Abstract

Using pure myosin light-chain kinase and myosin from chicken gizzard and rabbit skeletal actin, we have established the relationship between myosin phosphorylation and actin-activated ATPase activity by varying the concentration of Ca2+ or calmodulin (CaM). By increasing Ca2+ or CaM the extent of myosin phosphorylation increased from 10% to about 100%, the requirements for half-maximal activation being 0.17 microM Ca2+ and 1 nM CaM. ATPase was activated only when a phosphorylation 'threshold' of about 60% was surpassed. By increasing phosphorylation from 60% to 100%, ATPase activity was further stimulated, the relationship between myosin phosphorylation and ATPase activity being curvilinear. Addition of 1 microM tropomyosin lowered the Ca2+ requirement for half-maximal ATPase activity in the prescence of 0.05 microM CaM from 0.4 microM to 0.2 microM but did not affect the maximal ATPAse activity.

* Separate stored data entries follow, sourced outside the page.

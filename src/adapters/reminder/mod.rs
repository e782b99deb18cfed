//! Reminder gateway adapters.

mod in_memory;

pub use in_memory::{InMemoryReminderGateway, StoredReminder};
//! In-memory cycle store adapter.
//!
//! Backing store for tests and development. Mutations go through a single
//! write lock, matching the one-writer contract of the port.

use async_trait::async_trait;
use std::collections::HashMap;
use std::sync::Arc;
use tokio::sync::RwLock;

use crate::domain::cycle::Cycle;
use crate::domain::foundation::{CycleId, NotificationRef};
use crate::ports::{CycleStore, PersistenceError};

/// In-memory cycle store.
#[derive(Debug, Clone, Default)]
pub struct InMemoryCycleStore {
    cycles: Arc<RwLock<HashMap<CycleId, Cycle>>>,
}

impl InMemoryCycleStore {
    /// Creates an empty store.
    pub fn new() -> Self {
        Self::default()
    }

    /// Number of stored cycles (for tests).
    pub async fn len(&self) -> usize {
        self.cycles.read().await.len()
    }

    /// True when no cycles are stored.
    pub async fn is_empty(&self) -> bool {
        self.cycles.read().await.is_empty()
    }
}

fn sorted_by_created_desc(mut cycles: Vec<Cycle>) -> Vec<Cycle> {
    cycles.sort_by(|a, b| b.created_at().cmp(&a.created_at()));
    cycles
}

#[async_trait]
impl CycleStore for InMemoryCycleStore {
    async fn add(&self, cycle: &Cycle) -> Result<CycleId, PersistenceError> {
        let mut cycles = self.cycles.write().await;
        cycles.insert(cycle.id(), cycle.clone());
        Ok(cycle.id())
    }

    async fn update(&self, cycle: &Cycle) -> Result<(), PersistenceError> {
        let mut cycles = self.cycles.write().await;
        if !cycles.contains_key(&cycle.id()) {
            return Err(PersistenceError::NotFound(cycle.id()));
        }
        cycles.insert(cycle.id(), cycle.clone());
        Ok(())
    }

    async fn delete(&self, id: CycleId) -> Result<(), PersistenceError> {
        let mut cycles = self.cycles.write().await;
        cycles
            .remove(&id)
            .map(|_| ())
            .ok_or(PersistenceError::NotFound(id))
    }

    async fn fetch_by_id(&self, id: CycleId) -> Result<Option<Cycle>, PersistenceError> {
        Ok(self.cycles.read().await.get(&id).cloned())
    }

    async fn fetch_all(&self, limit: Option<usize>) -> Result<Vec<Cycle>, PersistenceError> {
        let cycles = self.cycles.read().await;
        let mut all = sorted_by_created_desc(cycles.values().cloned().collect());
        if let Some(limit) = limit {
            all.truncate(limit);
        }
        Ok(all)
    }

    async fn fetch_active(&self) -> Result<Option<Cycle>, PersistenceError> {
        let cycles = self.cycles.read().await;
        Ok(cycles
            .values()
            .filter(|c| !c.is_complete())
            .min_by_key(|c| c.scheduled_at())
            .cloned())
    }

    async fn fetch_completed(&self) -> Result<Vec<Cycle>, PersistenceError> {
        let cycles = self.cycles.read().await;
        let mut completed: Vec<Cycle> =
            cycles.values().filter(|c| c.is_complete()).cloned().collect();
        // completed_at desc; a missing completion date sorts last.
        completed.sort_by(|a, b| match (b.completed_at(), a.completed_at()) {
            (Some(x), Some(y)) => x.cmp(&y),
            (None, Some(_)) => std::cmp::Ordering::Less,
            (Some(_), None) => std::cmp::Ordering::Greater,
            (None, None) => std::cmp::Ordering::Equal,
        });
        Ok(completed)
    }

    async fn fetch_by_notification_ref(
        &self,
        reference: &NotificationRef,
    ) -> Result<Option<Cycle>, PersistenceError> {
        let cycles = self.cycles.read().await;
        Ok(cycles
            .values()
            .find(|c| c.notification_ref() == Some(reference))
            .cloned())
    }
}

#[cfg(test)]
mod tests {
    use super::*;
    use crate::domain::foundation::Timestamp;

    fn cycle_created_at(secs: i64) -> Cycle {
        let created_at = Timestamp::from_unix_secs(secs);
        Cycle::new(created_at, created_at.plus_secs(2 * 86_400), None, None)
    }

    #[tokio::test]
    async fn add_then_fetch_by_id() {
        let store = InMemoryCycleStore::new();
        let cycle = cycle_created_at(1_000);

        let id = store.add(&cycle).await.unwrap();
        let fetched = store.fetch_by_id(id).await.unwrap().unwrap();

        assert_eq!(fetched, cycle);
    }

    #[tokio::test]
    async fn fetch_all_orders_newest_first() {
        let store = InMemoryCycleStore::new();
        let older = cycle_created_at(1_000);
        let newer = cycle_created_at(2_000);
        store.add(&older).await.unwrap();
        store.add(&newer).await.unwrap();

        let all = store.fetch_all(None).await.unwrap();

        assert_eq!(all.len(), 2);
        assert_eq!(all[0].id(), newer.id());
        assert_eq!(all[1].id(), older.id());
    }

    #[tokio::test]
    async fn fetch_all_respects_limit() {
        let store = InMemoryCycleStore::new();
        for i in 0..5 {
            store.add(&cycle_created_at(i * 100)).await.unwrap();
        }

        let limited = store.fetch_all(Some(2)).await.unwrap();

        assert_eq!(limited.len(), 2);
    }

    #[tokio::test]
    async fn fetch_active_returns_earliest_scheduled_incomplete() {
        let store = InMemoryCycleStore::new();
        let created_at = Timestamp::from_unix_secs(1_000);
        let later = Cycle::new(created_at, created_at.plus_secs(7 * 86_400), None, None);
        let sooner = Cycle::new(created_at, created_at.plus_secs(86_400), None, None);
        let mut done = Cycle::new(created_at, created_at.plus_secs(3_600), None, None);
        done.mark_complete(created_at.plus_secs(3_700));

        store.add(&later).await.unwrap();
        store.add(&sooner).await.unwrap();
        store.add(&done).await.unwrap();

        let active = store.fetch_active().await.unwrap().unwrap();
        assert_eq!(active.id(), sooner.id());
    }

    #[tokio::test]
    async fn fetch_active_returns_none_when_all_complete() {
        let store = InMemoryCycleStore::new();
        let mut done = cycle_created_at(1_000);
        done.mark_complete(Timestamp::from_unix_secs(2_000));
        store.add(&done).await.unwrap();

        assert!(store.fetch_active().await.unwrap().is_none());
    }

    #[tokio::test]
    async fn fetch_completed_orders_by_completion_desc() {
        let store = InMemoryCycleStore::new();
        let mut first = cycle_created_at(1_000);
        first.mark_complete(Timestamp::from_unix_secs(5_000));
        let mut second = cycle_created_at(2_000);
        second.mark_complete(Timestamp::from_unix_secs(9_000));
        let open = cycle_created_at(3_000);

        store.add(&first).await.unwrap();
        store.add(&second).await.unwrap();
        store.add(&open).await.unwrap();

        let completed = store.fetch_completed().await.unwrap();

        assert_eq!(completed.len(), 2);
        assert_eq!(completed[0].id(), second.id());
        assert_eq!(completed[1].id(), first.id());
    }

    #[tokio::test]
    async fn fetch_by_notification_ref_correlates() {
        let store = InMemoryCycleStore::new();
        let created_at = Timestamp::from_unix_secs(1_000);
        let cycle = Cycle::new(
            created_at,
            created_at.plus_secs(86_400),
            Some(NotificationRef::new("n-9")),
            None,
        );
        store.add(&cycle).await.unwrap();

        let found = store
            .fetch_by_notification_ref(&NotificationRef::new("n-9"))
            .await
            .unwrap()
            .unwrap();
        assert_eq!(found.id(), cycle.id());

        let missing = store
            .fetch_by_notification_ref(&NotificationRef::new("other"))
            .await
            .unwrap();
        assert!(missing.is_none());
    }

    #[tokio::test]
    async fn update_rewrites_existing_record() {
        let store = InMemoryCycleStore::new();
        let mut cycle = cycle_created_at(1_000);
        store.add(&cycle).await.unwrap();

        cycle.mark_complete(Timestamp::from_unix_secs(9_999));
        store.update(&cycle).await.unwrap();

        let fetched = store.fetch_by_id(cycle.id()).await.unwrap().unwrap();
        assert!(fetched.is_complete());
    }

    #[tokio::test]
    async fn update_unknown_cycle_is_not_found() {
        let store = InMemoryCycleStore::new();
        let cycle = cycle_created_at(1_000);

        let result = store.update(&cycle).await;

        assert!(matches!(result, Err(PersistenceError::NotFound(_))));
    }

    #[tokio::test]
    async fn delete_removes_from_all_queries() {
        let store = InMemoryCycleStore::new();
        let cycle = cycle_created_at(1_000);
        store.add(&cycle).await.unwrap();

        store.delete(cycle.id()).await.unwrap();

        assert!(store.fetch_all(None).await.unwrap().is_empty());
        assert!(store.fetch_active().await.unwrap().is_none());
        assert!(store.fetch_completed().await.unwrap().is_empty());
    }

    #[tokio::test]
    async fn delete_unknown_cycle_is_not_found() {
        let store = InMemoryCycleStore::new();

        let result = store.delete(CycleId::new()).await;

        assert!(matches!(result, Err(PersistenceError::NotFound(_))));
    }
}
//! UpdateSettingsHandler - Command handler for changing chore settings.
//!
//! Enabling a channel is the one place an authorization failure is a
//! first-class error rather than a tolerated outcome: the whole point of
//! the toggle is the permission, so a decline surfaces as a recoverable
//! error directing the user to system settings.

use std::sync::Arc;

use crate::domain::foundation::ValidationError;
use crate::domain::settings::ChoreSettings;
use crate::ports::{
    GatewayError, NotificationGateway, ReminderGateway, SettingsStore, SettingsStoreError,
};

/// The channel a permission request was for.
#[derive(Debug, Clone, Copy, PartialEq, Eq)]
pub enum Channel {
    Notifications,
    Reminders,
}

impl std::fmt::Display for Channel {
    fn fmt(&self, f: &mut std::fmt::Formatter<'_>) -> std::fmt::Result {
        match self {
            Channel::Notifications => write!(f, "notifications"),
            Channel::Reminders => write!(f, "reminders"),
        }
    }
}

/// Command carrying the full desired settings value.
#[derive(Debug, Clone, Copy)]
pub struct UpdateSettingsCommand {
    pub settings: ChoreSettings,
}

/// Result of a successful update.
#[derive(Debug, Clone, Copy)]
pub struct UpdateSettingsResult {
    /// The settings as persisted.
    pub settings: ChoreSettings,
}

/// Error type for settings updates.
#[derive(Debug, Clone)]
pub enum UpdateSettingsError {
    /// A field is out of range.
    Validation(ValidationError),
    /// The user declined the permission prompt for a channel being
    /// enabled. Recoverable by granting access in system settings.
    PermissionDenied(Channel),
    /// The permission prompt itself failed.
    Gateway(GatewayError),
    /// The settings could not be persisted.
    Store(SettingsStoreError),
}

impl std::fmt::Display for UpdateSettingsError {
    fn fmt(&self, f: &mut std::fmt::Formatter<'_>) -> std::fmt::Result {
        match self {
            UpdateSettingsError::Validation(err) => write!(f, "{}", err),
            UpdateSettingsError::PermissionDenied(channel) => {
                write!(f, "permission denied enabling {}", channel)
            }
            UpdateSettingsError::Gateway(err) => write!(f, "{}", err),
            UpdateSettingsError::Store(err) => write!(f, "{}", err),
        }
    }
}

impl std::error::Error for UpdateSettingsError {}

impl From<ValidationError> for UpdateSettingsError {
    fn from(err: ValidationError) -> Self {
        UpdateSettingsError::Validation(err)
    }
}

impl From<SettingsStoreError> for UpdateSettingsError {
    fn from(err: SettingsStoreError) -> Self {
        UpdateSettingsError::Store(err)
    }
}

/// Handler for settings updates.
pub struct UpdateSettingsHandler {
    settings_store: Arc<dyn SettingsStore>,
    notification_gateway: Arc<dyn NotificationGateway>,
    reminder_gateway: Arc<dyn ReminderGateway>,
}

impl UpdateSettingsHandler {
    pub fn new(
        settings_store: Arc<dyn SettingsStore>,
        notification_gateway: Arc<dyn NotificationGateway>,
        reminder_gateway: Arc<dyn ReminderGateway>,
    ) -> Self {
        Self {
            settings_store,
            notification_gateway,
            reminder_gateway,
        }
    }

    pub async fn handle(
        &self,
        cmd: UpdateSettingsCommand,
    ) -> Result<UpdateSettingsResult, UpdateSettingsError> {
        // 1. Range checks.
        cmd.settings.validate()?;

        let previous = self.settings_store.load().await?;

        // 2. A channel being toggled on needs its permission first.
        if cmd.settings.notifications_enabled
            && !previous.notifications_enabled
            && !self.notification_gateway.is_permission_granted().await
        {
            let granted = self
                .notification_gateway
                .request_access()
                .await
                .map_err(UpdateSettingsError::Gateway)?;
            if !granted {
                return Err(UpdateSettingsError::PermissionDenied(
                    Channel::Notifications,
                ));
            }
        }

        if cmd.settings.reminders_enabled
            && !previous.reminders_enabled
            && !self.reminder_gateway.is_permission_granted().await
        {
            let granted = self
                .reminder_gateway
                .request_access()
                .await
                .map_err(UpdateSettingsError::Gateway)?;
            if !granted {
                return Err(UpdateSettingsError::PermissionDenied(Channel::Reminders));
            }
        }

        // 3. Persist.
        self.settings_store.save(&cmd.settings).await?;

        tracing::debug!(
            days_out = cmd.settings.days_out,
            hour_of_day = cmd.settings.hour_of_day,
            "settings updated"
        );

        Ok(UpdateSettingsResult {
            settings: cmd.settings,
        })
    }
}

In addition, the CaM requirement of ATPase activity was also lowered by gizzard tropomyosin at 9 microM Ca2+. The Ca2+/CaM requirement for myosin phosphorylation remained unaffected by tropomyosin. Thus, tropomyosin altered the relationship between myosin phosphorylation and ATPase activity: the phosphorylation 'threshold' was lowered from 60% to about 10%, hence causing a leftward shift of the relationship which becomes similar to that in the case of native actomyosin.